**What needs to be done:** When a line in the data below includes "setup", count it; then give only the total.

**Information:**
----
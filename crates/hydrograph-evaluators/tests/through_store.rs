//! Evaluators built by the default factory and resolved by the store.

use std::sync::Arc;

use hydrograph_core::{FieldShape, Key, KeyTag, ParameterList, Tag};
use hydrograph_evaluators::{default_factory, P_ATM};
use hydrograph_mesh::{ColumnMesh, SurfaceMesh};
use hydrograph_state::StateStore;

const R_GAS: f64 = 8.31446261815324;

fn at(key: &str) -> KeyTag {
    Key::from(key).at(&Tag::NEXT)
}

fn column_and_surface(ncells: usize, list: &str) -> StateStore {
    let column = ColumnMesh::uniform("domain", 0.0, 1.0, ncells).unwrap();
    let surface = SurfaceMesh::from_faces("surface", &column, vec![column.top_face()]).unwrap();
    let list = ParameterList::from_json("field evaluators", list).unwrap();
    let mut store = StateStore::new().with_factory(default_factory()).with_evaluator_list(list);
    store.register_mesh(Arc::new(column));
    store.register_mesh(Arc::new(surface));
    store
}

fn cells(store: &mut StateStore, key: &str) -> Vec<f64> {
    store.get_field(&at(key)).unwrap().view("cell").unwrap().to_vec()
}

const TOP_CELLS: &str = r#"{
    "surface-source": {"field evaluator type": "primary variable"},
    "source_cells": {
        "field evaluator type": "top cell surface",
        "surface key": "surface-source",
        "negate": NEGATE
    }
}"#;

fn top_cells_store(negate: bool) -> StateStore {
    let list = TOP_CELLS.replace("NEGATE", if negate { "true" } else { "false" });
    let mut store = column_and_surface(3, &list);
    store.require(at("source_cells"), FieldShape::cells("domain"), None).unwrap();
    store.setup().unwrap();
    store
}

#[test]
fn top_cells_writes_only_the_cell_under_the_surface() {
    let mut store = top_cells_store(false);
    store.set_scalar(&at("surface-source"), 3.0).unwrap();
    // Cells are numbered bottom to top; only the top one sits under the surface.
    assert_eq!(cells(&mut store, "source_cells"), vec![0.0, 0.0, 3.0]);
}

#[test]
fn top_cells_negates_on_request() {
    let mut store = top_cells_store(true);
    store.set_scalar(&at("surface-source"), 3.0).unwrap();
    assert_eq!(cells(&mut store, "source_cells"), vec![0.0, 0.0, -3.0]);

    store.set_scalar(&at("surface-source"), -1.5).unwrap();
    assert_eq!(cells(&mut store, "source_cells"), vec![0.0, 0.0, 1.5]);
}

const EOS_CONSTANT: &str = r#"{
    "temperature": {"field evaluator type": "primary variable"},
    "effective_pressure": {"field evaluator type": "primary variable"},
    "molar_density_liquid": {
        "field evaluator type": "eos",
        "EOS basis": "both",
        "EOS parameters": {"EOS type": "constant", "density [kg/m^3]": 1000.0}
    }
}"#;

#[test]
fn constant_eos_fills_both_densities() {
    let mut store = column_and_surface(2, EOS_CONSTANT);
    store.require(at("molar_density_liquid"), FieldShape::cells("domain"), None).unwrap();
    store.require(at("mass_density_liquid"), FieldShape::cells("domain"), None).unwrap();
    store.setup().unwrap();
    store.set_scalar(&at("temperature"), 273.65).unwrap();
    store.set_scalar(&at("effective_pressure"), P_ATM).unwrap();

    let molar = cells(&mut store, "molar_density_liquid");
    for n in molar {
        assert!((n - 1000.0 / 0.0180153).abs() < 1e-6);
    }
    let mass = cells(&mut store, "mass_density_liquid");
    for rho in mass {
        assert!((rho - 1000.0).abs() < 1e-9);
    }
    let d = store
        .get_derivative(&at("molar_density_liquid"), &at("effective_pressure"))
        .unwrap();
    assert_eq!(d.view("cell").unwrap(), &[0.0, 0.0]);
}

const EOS_GAS: &str = r#"{
    "temperature": {"field evaluator type": "primary variable"},
    "effective_pressure": {"field evaluator type": "primary variable"},
    "molar_density_gas": {
        "field evaluator type": "eos",
        "EOS parameters": {"EOS type": "ideal gas", "molar mass [kg/mol]": 0.0289}
    }
}"#;

#[test]
fn ideal_gas_derivatives_follow_the_chain() {
    let mut store = column_and_surface(1, EOS_GAS);
    store.require(at("molar_density_gas"), FieldShape::cells("domain"), None).unwrap();
    store.setup().unwrap();
    let (t, p) = (300.0, 2.0e5);
    store.set_scalar(&at("temperature"), t).unwrap();
    store.set_scalar(&at("effective_pressure"), p).unwrap();

    let n = cells(&mut store, "molar_density_gas")[0];
    assert!((n - p / (R_GAS * t)).abs() < 1e-9 * n);

    let dn_dt = store
        .get_derivative(&at("molar_density_gas"), &at("temperature"))
        .unwrap()
        .view("cell")
        .unwrap()[0];
    assert!((dn_dt + p / (R_GAS * t * t)).abs() < 1e-9 * dn_dt.abs());

    let dn_dp = store
        .get_derivative(&at("molar_density_gas"), &at("effective_pressure"))
        .unwrap()
        .view("cell")
        .unwrap()[0];
    assert!((dn_dp - 1.0 / (R_GAS * t)).abs() < 1e-12);
}

const WRM: &str = r#"{
    "pressure": {"field evaluator type": "primary variable"},
    "saturation_liquid": {
        "field evaluator type": "WRM",
        "van Genuchten alpha": 1.5e-4,
        "van Genuchten m": 0.5,
        "residual saturation": 0.1
    },
    "relative_permeability": {
        "field evaluator type": "relative permeability",
        "van Genuchten alpha": 1.5e-4,
        "van Genuchten m": 0.5,
        "residual saturation": 0.1
    }
}"#;

#[test]
fn wrm_and_relperm_chain_through_saturation() {
    let mut store = column_and_surface(2, WRM);
    store.require(at("relative_permeability"), FieldShape::cells("domain"), None).unwrap();
    store.require(at("saturation_gas"), FieldShape::cells("domain"), None).unwrap();
    store.setup().unwrap();

    // Saturated at or above atmospheric pressure.
    store.set_scalar(&at("pressure"), P_ATM + 1000.0).unwrap();
    assert_eq!(cells(&mut store, "relative_permeability"), vec![1.0, 1.0]);
    assert_eq!(cells(&mut store, "saturation_gas"), vec![0.0, 0.0]);

    store.set_scalar(&at("pressure"), P_ATM - 5.0e4).unwrap();
    let sl = cells(&mut store, "saturation_liquid");
    let kr = cells(&mut store, "relative_permeability");
    let sg = cells(&mut store, "saturation_gas");
    assert!(sl[0] > 0.1 && sl[0] < 1.0, "saturation {}", sl[0]);
    assert!(kr[0] > 0.0 && kr[0] < sl[0], "krel {}", kr[0]);
    assert!((sl[0] + sg[0] - 1.0).abs() < 1e-12);

    // Drier soil conducts less, so kr grows with pressure.
    let dkr = store
        .get_derivative(&at("relative_permeability"), &at("pressure"))
        .unwrap()
        .view("cell")
        .unwrap()[0];
    assert!(dkr > 0.0, "dkr/dp {dkr}");
}
//! Hydrograph: coupled surface and subsurface hydrology on a field
//! dependency graph.
//!
//! This is the top-level facade crate that re-exports the public API from
//! all Hydrograph sub-crates. For most users, adding `hydrograph` as a
//! single dependency is sufficient.
//!
//! # Quick start
//!
//! ```rust
//! use std::sync::Arc;
//!
//! use hydrograph::prelude::*;
//! use hydrograph::evaluators::{default_factory, P_ATM};
//!
//! // A ten-cell column with saturation computed from pressure.
//! let column = ColumnMesh::uniform("domain", 0.0, 1.0, 10)?;
//! let list = ParameterList::from_json(
//!     "field evaluators",
//!     r#"{
//!         "pressure": {"field evaluator type": "primary variable"},
//!         "saturation_liquid": {
//!             "field evaluator type": "WRM",
//!             "van Genuchten alpha": 1.5e-4,
//!             "van Genuchten m": 0.8,
//!             "residual saturation": 0.1
//!         }
//!     }"#,
//! )?;
//! let mut store = StateStore::new()
//!     .with_factory(default_factory())
//!     .with_evaluator_list(list);
//! store.register_mesh(Arc::new(column));
//!
//! let sat = Key::from("saturation_liquid").at(&Tag::NEXT);
//! store.require(sat.clone(), FieldShape::cells("domain"), None)?;
//! store.setup()?;
//!
//! store.set_scalar(&Key::from("pressure").at(&Tag::NEXT), P_ATM)?;
//! assert!(store.update(&sat, "quick start")?);
//! assert_eq!(store.get_field(&sat)?.view("cell")?, &[1.0; 10]);
//! # Ok::<(), Box<dyn std::error::Error>>(())
//! ```
//!
//! # Modules
//!
//! Each module corresponds to a sub-crate. Use them for types not in the prelude:
//!
//! | Module | Sub-crate | Contents |
//! |--------|-----------|----------|
//! | [`types`] | `hydrograph-core` | Keys, tags, parameter lists, field data, errors |
//! | [`mesh`] | `hydrograph-mesh` | Mesh trait, column and surface meshes |
//! | [`state`] | `hydrograph-state` | State store, evaluator trait and factory |
//! | [`evaluators`] | `hydrograph-evaluators` | Constitutive relations |
//! | [`pk`] | `hydrograph-pk` | Process kernels, couplers, BDF1 and step control |

#![deny(missing_docs)]
#![deny(rustdoc::broken_intra_doc_links)]
#![forbid(unsafe_code)]

/// Keys, tags, parameter lists and field data (`hydrograph-core`).
///
/// Contains [`types::CompositeVector`], [`types::ParameterList`] and the
/// shared error types [`types::StateError`] and [`types::ConfigError`].
pub use hydrograph_core as types;

/// Meshes (`hydrograph-mesh`).
///
/// Provides the [`mesh::Mesh`] trait and the [`mesh::ColumnMesh`] and
/// [`mesh::SurfaceMesh`] implementations.
pub use hydrograph_mesh as mesh;

/// The field store and evaluator contract (`hydrograph-state`).
///
/// [`state::StateStore`] resolves the dependency graph;
/// [`state::Evaluator`] is the main extension point for constitutive
/// relations.
pub use hydrograph_state as state;

/// Built-in evaluators (`hydrograph-evaluators`).
///
/// [`evaluators::default_factory`] registers every one of them.
pub use hydrograph_evaluators as evaluators;

/// Process kernels and time integration (`hydrograph-pk`).
///
/// [`pk::Richards`] and [`pk::Energy`] kernels, the
/// [`pk::StrongCoupler`] and [`pk::SurfaceSubsurfaceCoupler`], and the
/// [`pk::Bdf1Integrator`] driven by a [`pk::TimestepController`].
pub use hydrograph_pk as pk;

/// Common imports for typical Hydrograph usage.
///
/// ```rust
/// use hydrograph::prelude::*;
/// ```
pub mod prelude {
    // Core types
    pub use hydrograph_core::{
        CompositeVector, ConfigError, EntityKind, FieldShape, Key, KeyTag, ParameterList, StateError, Tag,
    };

    // Meshes
    pub use hydrograph_mesh::{ColumnMesh, Mesh, MeshError, SurfaceMesh};

    // State
    pub use hydrograph_state::{EvalContext, Evaluator, EvaluatorFactory, StateStore};

    // Kernels and integration
    pub use hydrograph_pk::{
        Bdf1Config, Bdf1Integrator, KernelError, NonlinearFunction, ProcessKernel, StepOutcome, StrongCoupler,
        SurfaceSubsurfaceCoupler, TimestepConfig, TimestepController, TreeVector,
    };
}
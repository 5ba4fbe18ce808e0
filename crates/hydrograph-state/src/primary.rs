//! Evaluators without dependencies: primary variables and constants.

use hydrograph_core::{CompositeVector, ConfigError, Key, KeyTag, ParameterList, StateError, Tag};

use crate::evaluator::{EvalContext, Evaluator, EvaluatorKind};
use crate::record::IoFlags;

/// Read `"evaluator name"`, which the store sets before construction.
pub(crate) fn evaluator_name(plist: &ParameterList) -> Result<Key, ConfigError> {
    plist.get_str("evaluator name").map(Key::from)
}

/// Read the persistence flags `"visualize"` / `"checkpoint"`.
pub fn read_io_flags(plist: &ParameterList) -> Result<IoFlags, ConfigError> {
    Ok(IoFlags {
        vis: plist.get_bool_or("visualize", true)?,
        checkpoint: plist.get_bool_or("checkpoint", false)?,
    })
}

/// A field whose values are set from outside the graph, usually from a
/// time integrator's solution vector.
///
/// Evaluation is a no-op. The store bumps the version on every
/// [`set_primary`](crate::StateStore::set_primary), which is what makes
/// consumers recompute.
#[derive(Debug)]
pub struct PrimaryVariable {
    name: String,
    provides: [KeyTag; 1],
    io: IoFlags,
}

impl PrimaryVariable {
    /// A primary variable for `key` at `tag`.
    pub fn new(key: impl Into<Key>, tag: Tag) -> Self {
        let key = key.into();
        Self {
            name: key.as_str().to_string(),
            provides: [KeyTag::new(key, tag)],
            io: IoFlags::default(),
        }
    }

    /// Factory constructor.
    pub fn from_plist(plist: &ParameterList, tag: &Tag) -> Result<Box<dyn Evaluator>, ConfigError> {
        let mut ev = Self::new(evaluator_name(plist)?, tag.clone());
        ev.io = read_io_flags(plist)?;
        Ok(Box::new(ev))
    }
}

impl Evaluator for PrimaryVariable {
    fn name(&self) -> &str {
        &self.name
    }

    fn kind(&self) -> EvaluatorKind {
        EvaluatorKind::Primary
    }

    fn provides(&self) -> &[KeyTag] {
        &self.provides
    }

    fn dependencies(&self) -> &[KeyTag] {
        &[]
    }

    fn io_flags(&self) -> IoFlags {
        self.io
    }

    fn evaluate(&self, _ctx: &EvalContext<'_>, _results: &mut [CompositeVector]) -> Result<(), StateError> {
        Ok(())
    }
}

/// A field filled with one constant value, computed once.
#[derive(Debug)]
pub struct ConstantEvaluator {
    name: String,
    provides: [KeyTag; 1],
    value: f64,
}

impl ConstantEvaluator {
    /// A constant `value` for `key` at `tag`.
    pub fn new(key: impl Into<Key>, tag: Tag, value: f64) -> Self {
        let key = key.into();
        Self {
            name: key.as_str().to_string(),
            provides: [KeyTag::new(key, tag)],
            value,
        }
    }

    /// Factory constructor. Requires `"value"`.
    pub fn from_plist(plist: &ParameterList, tag: &Tag) -> Result<Box<dyn Evaluator>, ConfigError> {
        let value = plist.get_f64("value")?;
        Ok(Box::new(Self::new(evaluator_name(plist)?, tag.clone(), value)))
    }
}

impl Evaluator for ConstantEvaluator {
    fn name(&self) -> &str {
        &self.name
    }

    fn kind(&self) -> EvaluatorKind {
        EvaluatorKind::Independent
    }

    fn provides(&self) -> &[KeyTag] {
        &self.provides
    }

    fn dependencies(&self) -> &[KeyTag] {
        &[]
    }

    fn evaluate(&self, _ctx: &EvalContext<'_>, results: &mut [CompositeVector]) -> Result<(), StateError> {
        for r in results {
            r.put_scalar(self.value);
        }
        Ok(())
    }
}
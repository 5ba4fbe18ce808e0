//! The [`StateStore`]: field records, the evaluator graph, and lazy,
//! version-driven resolution.
//!
//! # Lifecycle
//!
//! 1. Register meshes and `require` fields (kernels do this during their
//!    own setup).
//! 2. Register evaluators directly, or let [`setup`](StateStore::setup)
//!    build them from the `"field evaluators"` list through the factory.
//! 3. [`setup`](StateStore::setup) seals the graph: shapes are propagated,
//!    cycles and unresolved fields are rejected, and data is allocated.
//! 4. During time stepping, primaries are written with
//!    [`set_primary`](StateStore::set_primary) and everything else is pulled
//!    with [`update`](StateStore::update).

use std::collections::HashSet;
use std::mem;
use std::sync::Arc;

use hydrograph_core::keys::mesh_of;
use hydrograph_core::{
    CompositeVector, ConfigError, EntityKind, FieldShape, Key, KeyTag, ParameterList, StateError,
    Tag, Version,
};
use hydrograph_mesh::{Mesh, Parallel};
use indexmap::IndexMap;
use tracing::{debug, trace};

use crate::evaluator::{EvalContext, Evaluator, EvaluatorKind};
use crate::factory::EvaluatorFactory;
use crate::record::{DerivativeRecord, FieldRecord, IoFlags, IoKind, Owner};

// ── Evaluator slots ────────────────────────────────────────────────

struct EvaluatorSlot {
    evaluator: Box<dyn Evaluator>,
    kind: EvaluatorKind,
    /// Record indices of `provides()`, resolved at setup.
    outputs: Vec<usize>,
    /// Record indices of `dependencies()`, resolved at setup.
    deps: Vec<usize>,
    /// Dependency versions seen at the last recompute.
    dep_versions: Vec<Version>,
    computed: bool,
}
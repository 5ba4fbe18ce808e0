//! Richards water content, the conserved quantity of variably saturated flow.
//!
//! `WC = phi * V * (s_l * n_l + s_g * n_g * omega_g)` on cells. The gas
//! term is included only with `"include water vapor"`.

use hydrograph_core::{CompositeVector, ConfigError, FieldShape, KeyTag, ParameterList, StateError, Tag};
use hydrograph_core::keys::{mesh_of, read_key};
use hydrograph_state::{EvalContext, Evaluator};

use crate::common::{domain_from, output_key, unsupported};

const POROSITY: usize = 0;
const SAT_LIQUID: usize = 1;
const DENS_LIQUID: usize = 2;
const VOLUME: usize = 3;
const SAT_GAS: usize = 4;
const DENS_GAS: usize = 5;
const MOL_FRAC_GAS: usize = 6;

/// Evaluates the Richards water content [mol].
#[derive(Debug)]
pub struct RichardsWaterContent {
    name: String,
    provides: [KeyTag; 1],
    // Ordered as the index constants above; the gas entries are present
    // only when vapor is included.
    deps: Vec<KeyTag>,
}

impl RichardsWaterContent {
    /// Factory constructor.
    pub fn from_plist(plist: &ParameterList, tag: &Tag) -> Result<Box<dyn Evaluator>, ConfigError> {
        Ok(Box::new(Self::new(plist, tag)?))
    }

    /// Construct directly.
    pub fn new(plist: &ParameterList, tag: &Tag) -> Result<Self, ConfigError> {
        let domain = domain_from(plist)?;
        let wc = output_key(plist, &domain, "water content", "water_content")?;
        let mut deps = vec![
            read_key(plist, &domain, "porosity", "porosity")?.at(tag),
            read_key(plist, &domain, "saturation liquid", "saturation_liquid")?.at(tag),
            read_key(plist, &domain, "molar density liquid", "molar_density_liquid")?.at(tag),
            read_key(plist, &domain, "cell volume", "cell_volume")?.at(tag),
        ];
        if plist.get_bool_or("include water vapor", false)? {
            deps.push(read_key(plist, &domain, "saturation gas", "saturation_gas")?.at(tag));
            deps.push(read_key(plist, &domain, "molar density gas", "molar_density_gas")?.at(tag));
            deps.push(read_key(plist, &domain, "molar fraction gas", "mol_frac_gas")?.at(tag));
        }
        Ok(Self {
            name: wc.as_str().to_string(),
            provides: [wc.at(tag)],
            deps,
        })
    }

    fn includes_vapor(&self) -> bool {
        self.deps.len() > VOLUME + 1
    }

    /// Cell views of every dependency, in index order.
    fn cell_views<'a>(&self, ctx: &EvalContext<'a>) -> Result<Vec<&'a [f64]>, StateError> {
        self.deps.iter().map(|kt| ctx.view(kt, "cell")).collect()
    }
}

impl Evaluator for RichardsWaterContent {
    fn name(&self) -> &str {
        &self.name
    }

    fn provides(&self) -> &[KeyTag] {
        &self.provides
    }

    fn dependencies(&self) -> &[KeyTag] {
        &self.deps
    }

    fn output_shape(&self, kt: &KeyTag) -> Option<FieldShape> {
        Some(FieldShape::cells(mesh_of(kt.key.as_str())))
    }

    fn evaluate(&self, ctx: &EvalContext<'_>, results: &mut [CompositeVector]) -> Result<(), StateError> {
        let v = self.cell_views(ctx)?;
        let vapor = self.includes_vapor();
        let out = results[0].view_mut("cell")?;
        for (c, wc) in out.iter_mut().enumerate() {
            let mut content = v[SAT_LIQUID][c] * v[DENS_LIQUID][c];
            if vapor {
                content += v[SAT_GAS][c] * v[DENS_GAS][c] * v[MOL_FRAC_GAS][c];
            }
            *wc = v[POROSITY][c] * v[VOLUME][c] * content;
        }
        Ok(())
    }

    fn evaluate_partial_derivative(
        &self,
        ctx: &EvalContext<'_>,
        wrt: &KeyTag,
        results: &mut [CompositeVector],
    ) -> Result<(), StateError> {
        let which = self
            .deps
            .iter()
            .position(|d| d == wrt)
            .ok_or_else(|| unsupported(&self.name, &self.provides[0], wrt))?;
        let v = self.cell_views(ctx)?;
        let vapor = self.includes_vapor();
        let out = results[0].view_mut("cell")?;
        for (c, d) in out.iter_mut().enumerate() {
            let liquid = v[SAT_LIQUID][c] * v[DENS_LIQUID][c];
            let gas = if vapor {
                v[SAT_GAS][c] * v[DENS_GAS][c] * v[MOL_FRAC_GAS][c]
            } else {
                0.0
            };
            let phi_v = v[POROSITY][c] * v[VOLUME][c];
            *d = match which {
                POROSITY => v[VOLUME][c] * (liquid + gas),
                VOLUME => v[POROSITY][c] * (liquid + gas),
                SAT_LIQUID => phi_v * v[DENS_LIQUID][c],
                DENS_LIQUID => phi_v * v[SAT_LIQUID][c],
                SAT_GAS => phi_v * v[DENS_GAS][c] * v[MOL_FRAC_GAS][c],
                DENS_GAS => phi_v * v[SAT_GAS][c] * v[MOL_FRAC_GAS][c],
                MOL_FRAC_GAS => phi_v * v[SAT_GAS][c] * v[DENS_GAS][c],
                _ => 0.0,
            };
        }
        Ok(())
    }
}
----
**The answer:** 10